Wednesday, June 10, 2009

Day ThirtyFive - Silver Sans Ethics & Materialism


DJ Mehdi - Leave It Alone
pressed in 2006























First, the Silver Surfer passes over a japanese sea and freezes the water into solid ice.
















Second, the Silver Surfer shoots through the Sahara desert and changes the temperature into one capable of freezing the Sphinx and producing snowflakes.


















Third, The Silver Surfer traverses the Los Angeles air space and shorts the city's electricity supply.
















Yet, the Silver Surfer remains unchanged.





But, if you listen closely, you might hear him humming this as he passes - "party people i'm ready to rock and if you wanna be down you gotta give me whatcha got go on fellas in the place don wanna steal your chrome you got to give it up or leave, leave it alone."

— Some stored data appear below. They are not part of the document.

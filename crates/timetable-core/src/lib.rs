//! Timetable Core - Scheduling Engine
//!
//! This crate provides the core of the `timetabled` daemon, a task scheduler
//! whose state of record is PostgreSQL:
//! - Config: layered startup configuration (defaults, YAML file, CLI, env)
//! - Cron: reference schedule parser backing import validation and tests
//! - Db: connection gateway, schema migrator, queries and operator signals
//! - Logsink: tracing setup plus log shipping into `timetable.log`
//! - Scheduler: chain discovery, worker pools and task execution
//! - Yaml: declarative chain import

#![forbid(unsafe_code)]
#![warn(missing_docs)]

pub mod config;
pub mod cron;
pub mod db;
pub mod error;
pub mod logsink;
pub mod scheduler;
pub mod yaml;

pub use config::{CmdOptions, Config};
pub use db::{Gateway, SchemaState};
pub use error::{Error, Result};
pub use logsink::{spawn_db_flusher, Logging, SinkHealth};
pub use scheduler::{ActiveRegistry, Engine, RunOutcome};
pub use yaml::ChainFile;
//! Concurrent HTTP downloads for the `Download` builtin.
//!
//! Fetches every URL of the payload into the destination directory with a
//! bounded number of parallel transfers. Successes and failures are
//! collected per URL so one broken link does not hide the others.

use std::path::{Path, PathBuf};

use futures::stream::{self, StreamExt};
use reqwest::Client;
use serde::Deserialize;
use tokio::io::AsyncWriteExt;
use tracing::debug;

use crate::{Result, TaskError};

/// `Download` parameter payload
#[derive(Debug, Clone, Default, PartialEq, Eq, Deserialize)]
#[serde(default)]
pub struct DownloadOpts {
    /// Parallel transfers; 0 means one worker per file
    pub workersnum: usize,
    /// Source URLs
    pub fileurls: Vec<String>,
    /// Existing destination directory
    pub destpath: String,
}

/// Download every URL, returning a human-readable summary of what landed
/// where. Fails with the joined per-URL errors when any transfer failed.
pub async fn download_urls(opts: &DownloadOpts) -> Result<String> {
    if opts.fileurls.is_empty() {
        return Err(TaskError::Invalid("files to download are not specified".into()));
    }
    let dest = Path::new(&opts.destpath);
    // mirrors a plain stat: a missing destination is an I/O error
    std::fs::metadata(dest)?;

    let workers = if opts.workersnum == 0 {
        opts.fileurls.len()
    } else {
        opts.workersnum
    };
    let client = Client::new();
    let results: Vec<(String, Result<PathBuf>)> = stream::iter(opts.fileurls.clone())
        .map(|url| {
            let client = client.clone();
            let dest = dest.to_path_buf();
            async move {
                let outcome = fetch_one(&client, &url, &dest).await;
                (url, outcome)
            }
        })
        .buffer_unordered(workers.max(1))
        .collect()
        .await;

    let mut summary = String::new();
    let mut failures = Vec::new();
    for (url, outcome) in results {
        match outcome {
            Ok(path) => {
                debug!(url = %url, path = %path.display(), "Download finished");
                summary.push_str(&format!("Downloaded {url} to {}\n", path.display()));
            }
            Err(e) => failures.push(format!("{url}: {e}")),
        }
    }
    if !failures.is_empty() {
        return Err(TaskError::Download(failures.join("; ")));
    }
    Ok(summary)
}

async fn fetch_one(client: &Client, url: &str, dest_dir: &Path) -> Result<PathBuf> {
    let mut response = client.get(url).send().await?.error_for_status()?;
    let path = dest_dir.join(file_name_for(url));
    let mut file = tokio::fs::File::create(&path).await?;
    while let Some(chunk) = response.chunk().await? {
        file.write_all(&chunk).await?;
    }
    file.flush().await?;
    Ok(path)
}

/// Last path segment of the URL, query string stripped. A URL without a
/// path falls back to a fixed name.
fn file_name_for(url: &str) -> String {
    let without_query = url.split(['?', '#']).next().unwrap_or(url);
    let without_scheme = without_query
        .split_once("://")
        .map_or(without_query, |(_, rest)| rest);
    match without_scheme.trim_end_matches('/').split_once('/') {
        Some((_, path)) => {
            let name = path.rsplit('/').next().unwrap_or("");
            if name.is_empty() {
                "download".to_owned()
            } else {
                name.to_owned()
            }
        }
        None => "download".to_owned(),
    }
}

#[cfg(test)]
mod tests {
    use super::*;

    #[test]
    fn test_file_name_extraction() {
        assert_eq!(file_name_for("https://example.org/files/report.csv"), "report.csv");
        assert_eq!(
            file_name_for("https://example.org/files/report.csv?token=abc"),
            "report.csv"
        );
        assert_eq!(file_name_for("https://example.org/"), "download");
        assert_eq!(file_name_for("https://example.org"), "download");
    }

    #[tokio::test]
    async fn test_rejects_empty_url_list() {
        let opts = DownloadOpts {
            workersnum: 2,
            fileurls: vec![],
            destpath: "/tmp".into(),
        };
        let err = download_urls(&opts).await.unwrap_err();
        assert!(err.to_string().contains("not specified"));
    }

    #[tokio::test]
    async fn test_rejects_missing_destination() {
        let dir = tempfile::tempdir().unwrap();
        let gone = dir.path().join("nope");
        let opts = DownloadOpts {
            workersnum: 1,
            fileurls: vec!["https://example.org/a.txt".into()],
            destpath: gone.to_string_lossy().into_owned(),
        };
        assert!(matches!(download_urls(&opts).await.unwrap_err(), TaskError::Io(_)));
    }

    #[test]
    fn test_payload_parses_wire_names() {
        let opts: DownloadOpts = serde_json::from_str(
            r#"{"workersnum": 3, "fileurls": ["https://example.org/a"], "destpath": "/srv/in"}"#,
        )
        .unwrap();
        assert_eq!(opts.workersnum, 3);
        assert_eq!(opts.destpath, "/srv/in");
    }
}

Fragmentation, arbitrary partitions destined to assure the reign of the one who passes, the power of the one who moves, the system of movement of reality and matter and not, as one thinks, of recording, geometry proves to have been the hidden face of this 'movement-power' crafted by the Occident since antiquity. So, if to produce is first of all to move, to measure is to displace, not simply to survey - to displace in order to execute measure - but rather: to displace the territory in its (geometric, cartographic) representation. Its geophysical reality is deported in a geodesic configuration that possesses only one entirely relative anthropocentric value.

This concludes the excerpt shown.